▸ WHAT THE TASK ASKS:
Scan the records below for the word "calls". Copy each line where it appears.

▸ MATERIAL PROVIDED:
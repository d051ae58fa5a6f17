//! Scripted in-memory content service for tests.
//!
//! Serves fixtures, records every call in order, and can hold individual
//! listing responses until the test releases them.

use std::cell::RefCell;
use std::collections::{HashMap, HashSet};

use async_trait::async_trait;
use futures::channel::oneshot;

use crate::domain::{Author, Comment, Post, PostPage};
use super::error::{FetchError, FetchResult};
use super::traits::ContentService;

#[derive(Debug, Clone, PartialEq, Eq)]
pub enum Call {
    ListPosts { limit: u32, skip: u32 },
    SearchPosts { query: String, limit: u32, skip: u32 },
    ListPostsByTag { tag: String, limit: u32, skip: u32 },
    GetPost(u32),
    ListPostsByAuthor(u32),
    GetComments(u32),
    GetAuthor(u32),
    SearchAuthors(String),
}

#[derive(Default)]
pub struct FakeContentService {
    posts: Vec<Post>,
    authors: HashMap<u32, Author>,
    comments: HashMap<u32, Vec<Comment>>,
    failing: RefCell<HashSet<&'static str>>,
    failing_authors: RefCell<HashSet<u32>>,
    held: RefCell<HashMap<u32, oneshot::Receiver<()>>>,
    held_authors: RefCell<HashMap<u32, oneshot::Receiver<()>>>,
    calls: RefCell<Vec<Call>>,
}

impl FakeContentService {
    pub fn new() -> Self {
        Self::default()
    }

    pub fn with_posts(mut self, posts: Vec<Post>) -> Self {
        self.posts = posts;
        self
    }

    pub fn with_author(mut self, author: Author) -> Self {
        self.authors.insert(author.id, author);
        self
    }

    pub fn with_comments(mut self, post_id: u32, comments: Vec<Comment>) -> Self {
        self.comments.insert(post_id, comments);
        self
    }

    /// Make every call of the named operation fail with status 500
    pub fn fail(&self, operation: &'static str) {
        self.failing.borrow_mut().insert(operation);
    }

    pub fn fail_author(&self, id: u32) {
        self.failing_authors.borrow_mut().insert(id);
    }

    /// Hold listing responses for `skip` until the returned sender fires
    pub fn hold_listing(&self, skip: u32) -> oneshot::Sender<()> {
        let (tx, rx) = oneshot::channel();
        self.held.borrow_mut().insert(skip, rx);
        tx
    }

    /// Hold author lookups for `id` until the returned sender fires
    pub fn hold_author(&self, id: u32) -> oneshot::Sender<()> {
        let (tx, rx) = oneshot::channel();
        self.held_authors.borrow_mut().insert(id, rx);
        tx
    }

    pub fn calls(&self) -> Vec<Call> {
        self.calls.borrow().clone()
    }

    pub fn author_fetches(&self) -> Vec<u32> {
        self.calls
            .borrow()
            .iter()
            .filter_map(|call| match call {
                Call::GetAuthor(id) => Some(*id),
                _ => None,
            })
            .collect()
    }

    fn record(&self, call: Call) {
        self.calls.borrow_mut().push(call);
    }

    fn check(&self, operation: &'static str) -> FetchResult<()> {
        if self.failing.borrow().contains(operation) {
            Err(FetchError::Status(500))
        } else {
            Ok(())
        }
    }

    async fn release(&self, skip: u32) {
        let held = self.held.borrow_mut().remove(&skip);
        if let Some(rx) = held {
            let _ = rx.await;
        }
    }

    fn page(&self, matching: Vec<Post>, limit: u32, skip: u32) -> PostPage {
        let total = matching.len() as u32;
        let posts: Vec<Post> = matching
            .into_iter()
            .skip(skip as usize)
            .take(limit as usize)
            .collect();
        PostPage { limit: posts.len() as u32, posts, total, skip }
    }
}

#[async_trait(?Send)]
impl ContentService for FakeContentService {
    async fn list_posts(&self, limit: u32, skip: u32) -> FetchResult<PostPage> {
        self.record(Call::ListPosts { limit, skip });
        self.release(skip).await;
        self.check("list_posts")?;
        Ok(self.page(self.posts.clone(), limit, skip))
    }

    async fn search_posts(&self, query: &str, limit: u32, skip: u32) -> FetchResult<PostPage> {
        self.record(Call::SearchPosts { query: query.to_string(), limit, skip });
        self.release(skip).await;
        self.check("search_posts")?;
        let needle = query.to_lowercase();
        let matching = self
            .posts
            .iter()
            .filter(|p| p.title.to_lowercase().contains(&needle) || p.body.to_lowercase().contains(&needle))
            .cloned()
            .collect();
        Ok(self.page(matching, limit, skip))
    }

    async fn list_posts_by_tag(&self, tag: &str, limit: u32, skip: u32) -> FetchResult<PostPage> {
        self.record(Call::ListPostsByTag { tag: tag.to_string(), limit, skip });
        self.release(skip).await;
        self.check("list_posts_by_tag")?;
        let matching = self
            .posts
            .iter()
            .filter(|p| p.tags.iter().any(|t| t == tag))
            .cloned()
            .collect();
        Ok(self.page(matching, limit, skip))
    }

    async fn get_post(&self, id: u32) -> FetchResult<Post> {
        self.record(Call::GetPost(id));
        self.check("get_post")?;
        self.posts
            .iter()
            .find(|p| p.id == id)
            .cloned()
            .ok_or(FetchError::Status(404))
    }

    async fn list_posts_by_author(&self, author_id: u32) -> FetchResult<Vec<Post>> {
        self.record(Call::ListPostsByAuthor(author_id));
        self.check("list_posts_by_author")?;
        Ok(self.posts.iter().filter(|p| p.user_id == author_id).cloned().collect())
    }

    async fn get_comments(&self, post_id: u32) -> FetchResult<Vec<Comment>> {
        self.record(Call::GetComments(post_id));
        self.check("get_comments")?;
        Ok(self.comments.get(&post_id).cloned().unwrap_or_default())
    }

    async fn get_author(&self, id: u32) -> FetchResult<Author> {
        self.record(Call::GetAuthor(id));
        let held = self.held_authors.borrow_mut().remove(&id);
        if let Some(rx) = held {
            let _ = rx.await;
        }
        self.check("get_author")?;
        if self.failing_authors.borrow().contains(&id) {
            return Err(FetchError::Status(500));
        }
        self.authors.get(&id).cloned().ok_or(FetchError::Status(404))
    }

    async fn search_authors(&self, query: &str) -> FetchResult<Vec<Author>> {
        self.record(Call::SearchAuthors(query.to_string()));
        self.check("search_authors")?;
        let needle = query.to_lowercase();
        let mut found: Vec<Author> = self
            .authors
            .values()
            .filter(|a| a.username.to_lowercase().contains(&needle) || a.full_name().to_lowercase().contains(&needle))
            .cloned()
            .collect();
        found.sort_by_key(|a| a.id);
        Ok(found)
    }
}

/// `count` posts with IDs 1..=count, author `id % 3 + 1`, likes `id * 3 % 7`
pub fn sample_posts(count: u32) -> Vec<Post> {
    (1..=count)
        .map(|id| {
            Post::new(id, format!("Post {}", id), format!("Body of post {}", id), id % 3 + 1)
                .with_reactions(id * 3 % 7, id % 2)
        })
        .collect()
}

▸ TASK OUTPUT:
    calls: RefCell<Vec<Call>>,
    pub fn calls(&self) -> Vec<Call> {
        self.calls.borrow().clone()
        self.calls
        self.calls.borrow_mut().push(call);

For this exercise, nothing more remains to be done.